Title: cgi.parse() fatally attempts str.decode when handling multipart/form-data
Created on 2020-02-23 05:34 by James Edington, last changed 2020-09-03 13:42 by kxrob.

curlLogs.txt James Edington, 2020-02-23 05:34 terminal transcript demonstrating bug
James Edington, 2020-02-23 05:36 demonstration file of the issue
Author: James Edington (James Edington) Date: 2020-02-23 05:34
It appears that cgi.parse() in Python 3.7.6 [GCC 9.2.1 20190827 (Red Hat 9.2.1-1)] fatally chokes on POST requests with multipart/form-data due to some internal processing still relying on assumptions from when str and bytes were the same object.

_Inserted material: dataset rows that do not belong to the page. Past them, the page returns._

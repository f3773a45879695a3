use crate::typing::refine::ConstValue;
use rill_core::types::Ty;
use std::collections::HashMap;

/// Static facts known about one binding.
#[derive(Debug, Clone, PartialEq)]
pub struct Binding {
    pub ty: Ty,
    /// Compile-time value, when the initializer folds to a constant.
    pub constant: Option<ConstValue>,
    /// Bound to a stream rooted at `generate_infinite` with no `take`.
    pub unbounded: bool,
}

impl Binding {
    pub fn of(ty: Ty) -> Self {
        Self {
            ty,
            constant: None,
            unbounded: false,
        }
    }
}

#[derive(Debug, Default)]
struct Scope {
    names: HashMap<String, Binding>,
}

/// Lexical scopes of the checker; index 0 holds module-level bindings.
#[derive(Debug, Default)]
pub struct TypeEnv {
    scopes: Vec<Scope>,
}

impl TypeEnv {
    pub fn new() -> Self {
        Self {
            scopes: vec![Scope::default()],
        }
    }

    pub fn enter_scope(&mut self) {
        self.scopes.push(Scope::default());
    }

    pub fn exit_scope(&mut self) {
        if self.scopes.len() > 1 {
            self.scopes.pop();
        }
    }

    /// Declares `name` in the innermost scope. Returns false when the scope
    /// already has a binding of that name.
    pub fn declare(&mut self, name: &str, binding: Binding) -> bool {
        let Some(scope) = self.scopes.last_mut() else {
            return false;
        };
        if scope.names.contains_key(name) {
            return false;
        }
        scope.names.insert(name.to_string(), binding);
        true
    }

    /// Overwrites a module-level binding, used once a hoisted signature is
    /// refined by checking its body.
    pub fn refine_global(&mut self, name: &str, binding: Binding) {
        if let Some(scope) = self.scopes.first_mut() {
            scope.names.insert(name.to_string(), binding);
        }
    }

    pub fn lookup(&self, name: &str) -> Option<&Binding> {
        self.scopes.iter().rev().find_map(|scope| scope.names.get(name))
    }

    pub fn is_global(&self, name: &str) -> bool {
        let local = self
            .scopes
            .iter()
            .skip(1)
            .any(|scope| scope.names.contains_key(name));
        !local && self.scopes.first().is_some_and(|s| s.names.contains_key(name))
    }
}

#[cfg(test)]
mod tests {
    use super::*;

    #[test]
    fn shadowing_is_allowed_only_in_nested_scopes() {
        let mut env = TypeEnv::new();
        assert!(env.declare("x", Binding::of(Ty::Int)));
        assert!(!env.declare("x", Binding::of(Ty::String)));
        env.enter_scope();
        assert!(env.declare("x", Binding::of(Ty::String)));
        assert_eq!(env.lookup("x").map(|b| &b.ty), Some(&Ty::String));
        env.exit_scope();
        assert_eq!(env.lookup("x").map(|b| &b.ty), Some(&Ty::Int));
    }
}
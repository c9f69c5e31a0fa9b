use flow_core::pin::PinType;
use flow_core::{DataPinResolveResult, DataPinResult, DataPinValueSupplier, ExecCtx, Node, Pin};
use flow_core::{DEFAULT_INPUT_PIN, DEFAULT_OUTPUT_PIN, SupplyCtx, Value};
use serde::{Deserialize, Serialize};

/// A node that logs a message at a given level whenever it is executed, then
/// passes execution through.
#[derive(Clone, Debug, Eq, Hash, PartialEq, Deserialize, Serialize)]
pub struct Log {
    pub level: log::Level,
    /// Logged when nothing is connected to the `Message` pin.
    pub message: String,
}

impl Log {
    /// The data pin carrying the message.
    pub const MESSAGE: &'static str = "Message";

    pub fn new(level: log::Level, message: impl Into<String>) -> Self {
        Log {
            level,
            message: message.into(),
        }
    }
}

impl Default for Log {
    fn default() -> Self {
        Self {
            level: log::Level::Info,
            message: String::new(),
        }
    }
}

impl DataPinValueSupplier for Log {
    fn try_supply_data_pin(&self, _ctx: &SupplyCtx, pin: &str, pin_type: PinType) -> DataPinResult<Value> {
        match (pin, pin_type) {
            (Self::MESSAGE, PinType::String) => DataPinResult::success(Value::String(self.message.clone())),
            (Self::MESSAGE, _) => DataPinResult::failed(DataPinResolveResult::FailedMismatchedType),
            _ => DataPinResult::invalid(),
        }
    }
}

impl Node for Log {
    fn input_pins(&self) -> Vec<Pin> {
        vec![
            Pin::exec(DEFAULT_INPUT_PIN),
            Pin::new(Self::MESSAGE, PinType::String).with_default(),
        ]
    }

    fn execute_input(&mut self, ctx: &mut ExecCtx, pin: &str) {
        if pin != DEFAULT_INPUT_PIN {
            return;
        }
        let result = ctx.resolve::<String>(&*self, Self::MESSAGE);
        match result.into_value() {
            Some(message) => log::log!(self.level, "{message}"),
            None => ctx.log_warning("could not resolve the message to log"),
        }
        ctx.trigger_output(DEFAULT_OUTPUT_PIN, false);
    }
}
impl fmt::Debug for ComponentSource {
    fn fmt(&self, f: &mut fmt::Formatter) -> fmt::Result {
        match self {
            ComponentSource::Undetermined => f.write_str("Undetermined"),
            ComponentSource::BindToExisting(name) => {
                f.debug_tuple("BindToExisting").field(name).finish()
            }
            ComponentSource::InjectFromTemplate(template) => f
                .debug_tuple("InjectFromTemplate")
                .field(&template.class())
                .finish(),
            ComponentSource::InjectFromClass {
                class,
                reuse_existing,
                allow_inject,
            } => f
                .debug_struct("InjectFromClass")
                .field("class", class)
                .field("reuse_existing", reuse_existing)
                .field("allow_inject", allow_inject)
                .finish(),
        }
    }
}

impl fmt::Debug for ExecuteComponent {
    fn fmt(&self, f: &mut fmt::Formatter) -> fmt::Result {
        f.debug_struct("ExecuteComponent")
            .field("source", &self.source)
            .field("component", &self.component)
            .field("capabilities", &self.capabilities)
            .finish()
    }
}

I'll attach as the first comment the "try-it-at-home" file to demonstrate this error.
Author: James Edington (James Edington) Date: 2020-02-23 05:36
Here is a file to try it out in an instant.

(lines 11–28 are not necessary; they are just "luxuries" allowing easier testing of the issue in a web browser)
Author: Robert (kxrob) Date: 2020-09-03 13:42
Would this patch already solve? :

There seems to be another bug: The strange 'latin-1' default encoding of cgi.parse(), which only has effect in non-mulitpart:

    if hasattr(fp,'encoding'):
        encoding = fp.encoding
        encoding = 'latin-1'

( cgi.FieldStorage and the other functions in cgi and urllib.parse use a 'utf-8' default correctly - and do not try fp.encoding, which is usually not present and not reasonable in form handling WSGI. And 'application/x-www-form-urlencoded' implies  utf-8. )

=> that default should possibly become utf-8. Optionally cgi.parse() could take an extra parameter encoding=None  .